:: What this task involves ::
Every line in the data must be transcribed exactly.

*** Opening Provided records ***

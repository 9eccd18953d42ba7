//! Logging sinks and per-logger levels.
//!
//! Two handlers exist: the console and an append-mode log file. The root
//! logger writes to both; named loggers can narrow that down. A logger
//! name matches the `target` of a log event by prefix.

use std::fmt;
use std::path::PathBuf;

use serde::{Serialize, Serializer};

pub const DEFAULT_LOG_FILE: &str = "logs/django-app.log";

/// Logger for application code, printed on the console only.
pub const APPS_LOGGER: &str = "apps";
/// Logger for the development server's request lines.
pub const SERVER_LOGGER: &str = "server";

#[derive(Clone, Copy, Debug, PartialEq, Eq, PartialOrd, Ord, Hash)]
pub enum LogLevel {
    Debug,
    Info,
    Warning,
    Error,
    Critical,
}

impl LogLevel {
    pub const fn name(self) -> &'static str {
        match self {
            Self::Debug => "DEBUG",
            Self::Info => "INFO",
            Self::Warning => "WARNING",
            Self::Error => "ERROR",
            Self::Critical => "CRITICAL",
        }
    }

    /// Level in `tracing` filter-directive syntax.
    pub const fn directive(self) -> &'static str {
        match self {
            Self::Debug => "debug",
            Self::Info => "info",
            Self::Warning => "warn",
            Self::Error | Self::Critical => "error",
        }
    }
}

impl fmt::Display for LogLevel {
    fn fmt(&self, f: &mut fmt::Formatter<'_>) -> fmt::Result {
        f.write_str(self.name())
    }
}

impl Serialize for LogLevel {
    fn serialize<S: Serializer>(&self, serializer: S) -> Result<S::Ok, S::Error> {
        serializer.serialize_str(self.name())
    }
}

#[derive(Clone, Copy, Debug, PartialEq, Eq, Hash, Serialize)]
#[serde(rename_all = "lowercase")]
pub enum Handler {
    Console,
    File,
}

#[derive(Clone, Debug, PartialEq, Eq, Serialize)]
pub struct LoggerOverride {
    pub name: String,
    pub level: LogLevel,
    pub handlers: Vec<Handler>,
}

impl LoggerOverride {
    pub fn new(name: impl Into<String>, level: LogLevel, handlers: &[Handler]) -> Self {
        Self {
            name: name.into(),
            level,
            handlers: handlers.to_vec(),
        }
    }

    pub fn writes_to(&self, handler: Handler) -> bool {
        self.handlers.contains(&handler)
    }
}

#[derive(Clone, Debug, PartialEq, Eq, Serialize)]
pub struct LoggingSettings {
    pub root_level: LogLevel,
    pub root_handlers: Vec<Handler>,
    pub file: PathBuf,
    /// Events below this level never reach the file.
    pub file_level: LogLevel,
    pub loggers: Vec<LoggerOverride>,
}

impl Default for LoggingSettings {
    fn default() -> Self {
        Self {
            root_level: LogLevel::Info,
            root_handlers: vec![Handler::Console, Handler::File],
            file: PathBuf::from(DEFAULT_LOG_FILE),
            file_level: LogLevel::Info,
            loggers: vec![
                LoggerOverride::new(APPS_LOGGER, LogLevel::Info, &[Handler::Console]),
                LoggerOverride::new(SERVER_LOGGER, LogLevel::Info, &[Handler::Console]),
            ],
        }
    }
}

impl LoggingSettings {
    pub fn logger(&self, name: &str) -> Option<&LoggerOverride> {
        self.loggers.iter().find(|l| l.name == name)
    }
}

#[cfg(test)]
mod tests {
    use super::*;

    #[test]
    fn test_defaults() {
        let logging = LoggingSettings::default();
        assert_eq!(logging.root_level, LogLevel::Info);
        assert_eq!(logging.root_handlers, vec![Handler::Console, Handler::File]);
        assert_eq!(logging.file, PathBuf::from("logs/django-app.log"));

        let apps = logging.logger("apps").unwrap();
        assert!(apps.writes_to(Handler::Console));
        assert!(!apps.writes_to(Handler::File));
    }

    #[test]
    fn test_level_names() {
        assert_eq!(LogLevel::Warning.to_string(), "WARNING");
        assert_eq!(LogLevel::Warning.directive(), "warn");
        assert_eq!(LogLevel::Critical.directive(), "error");
        assert!(LogLevel::Debug < LogLevel::Error);
    }

    #[test]
    fn test_serialize() {
        let json = serde_json::to_value(LoggingSettings::default()).unwrap();
        assert_eq!(json["root_level"], "INFO");
        assert_eq!(json["root_handlers"][1], "file");
        assert_eq!(json["loggers"][0]["name"], "apps");
    }
}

*** Closing Provided records ***

:: Answer to this task ::
repository 9eccd18953d42ba7
//! Logging sinks and per-logger levels.
//!
//! Two handlers exist: the console and an append-mode log file. The root
//! logger writes to both; named loggers can narrow that down. A logger
//! name matches the `target` of a log event by prefix.

use std::fmt;
use std::path::PathBuf;

use serde::{Serialize, Serializer};

pub const DEFAULT_LOG_FILE: &str = "logs/django-app.log";

/// Logger for application code, printed on the console only.
pub const APPS_LOGGER: &str = "apps";
/// Logger for the development server's request lines.
pub const SERVER_LOGGER: &str = "server";

#[derive(Clone, Copy, Debug, PartialEq, Eq, PartialOrd, Ord, Hash)]
pub enum LogLevel {
    Debug,
    Info,
    Warning,
    Error,
    Critical,
}

impl LogLevel {
    pub const fn name(self) -> &'static str {
        match self {
            Self::Debug => "DEBUG",
            Self::Info => "INFO",
            Self::Warning => "WARNING",
            Self::Error => "ERROR",
            Self::Critical => "CRITICAL",
        }
    }

    /// Level in `tracing` filter-directive syntax.
    pub const fn directive(self) -> &'static str {
        match self {
            Self::Debug => "debug",
            Self::Info => "info",
            Self::Warning => "warn",
            Self::Error | Self::Critical => "error",
        }
    }
}

impl fmt::Display for LogLevel {
    fn fmt(&self, f: &mut fmt::Formatter<'_>) -> fmt::Result {
        f.write_str(self.name())
    }
}

impl Serialize for LogLevel {
    fn serialize<S: Serializer>(&self, serializer: S) -> Result<S::Ok, S::Error> {
        serializer.serialize_str(self.name())
    }
}

#[derive(Clone, Copy, Debug, PartialEq, Eq, Hash, Serialize)]
#[serde(rename_all = "lowercase")]
pub enum Handler {
    Console,
    File,
}

#[derive(Clone, Debug, PartialEq, Eq, Serialize)]
pub struct LoggerOverride {
    pub name: String,
    pub level: LogLevel,
    pub handlers: Vec<Handler>,
}

impl LoggerOverride {
    pub fn new(name: impl Into<String>, level: LogLevel, handlers: &[Handler]) -> Self {
        Self {
            name: name.into(),
            level,
            handlers: handlers.to_vec(),
        }
    }

    pub fn writes_to(&self, handler: Handler) -> bool {
        self.handlers.contains(&handler)
    }
}

#[derive(Clone, Debug, PartialEq, Eq, Serialize)]
pub struct LoggingSettings {
    pub root_level: LogLevel,
    pub root_handlers: Vec<Handler>,
    pub file: PathBuf,
    /// Events below this level never reach the file.
    pub file_level: LogLevel,
    pub loggers: Vec<LoggerOverride>,
}

impl Default for LoggingSettings {
    fn default() -> Self {
        Self {
            root_level: LogLevel::Info,
            root_handlers: vec![Handler::Console, Handler::File],
            file: PathBuf::from(DEFAULT_LOG_FILE),
            file_level: LogLevel::Info,
            loggers: vec![
                LoggerOverride::new(APPS_LOGGER, LogLevel::Info, &[Handler::Console]),
                LoggerOverride::new(SERVER_LOGGER, LogLevel::Info, &[Handler::Console]),
            ],
        }
    }
}

impl LoggingSettings {
    pub fn logger(&self, name: &str) -> Option<&LoggerOverride> {
        self.loggers.iter().find(|l| l.name == name)
    }
}

#[cfg(test)]
mod tests {
    use super::*;

    #[test]
    fn test_defaults() {
        let logging = LoggingSettings::default();
        assert_eq!(logging.root_level, LogLevel::Info);
        assert_eq!(logging.root_handlers, vec![Handler::Console, Handler::File]);
        assert_eq!(logging.file, PathBuf::from("logs/django-app.log"));

        let apps = logging.logger("apps").unwrap();
        assert!(apps.writes_to(Handler::Console));
        assert!(!apps.writes_to(Handler::File));
    }

    #[test]
    fn test_level_names() {
        assert_eq!(LogLevel::Warning.to_string(), "WARNING");
        assert_eq!(LogLevel::Warning.directive(), "warn");
        assert_eq!(LogLevel::Critical.directive(), "error");
        assert!(LogLevel::Debug < LogLevel::Error);
    }

    #[test]
    fn test_serialize() {
        let json = serde_json::to_value(LoggingSettings::default()).unwrap();
        assert_eq!(json["root_level"], "INFO");
        assert_eq!(json["root_handlers"][1], "file");
        assert_eq!(json["loggers"][0]["name"], "apps");
    }
}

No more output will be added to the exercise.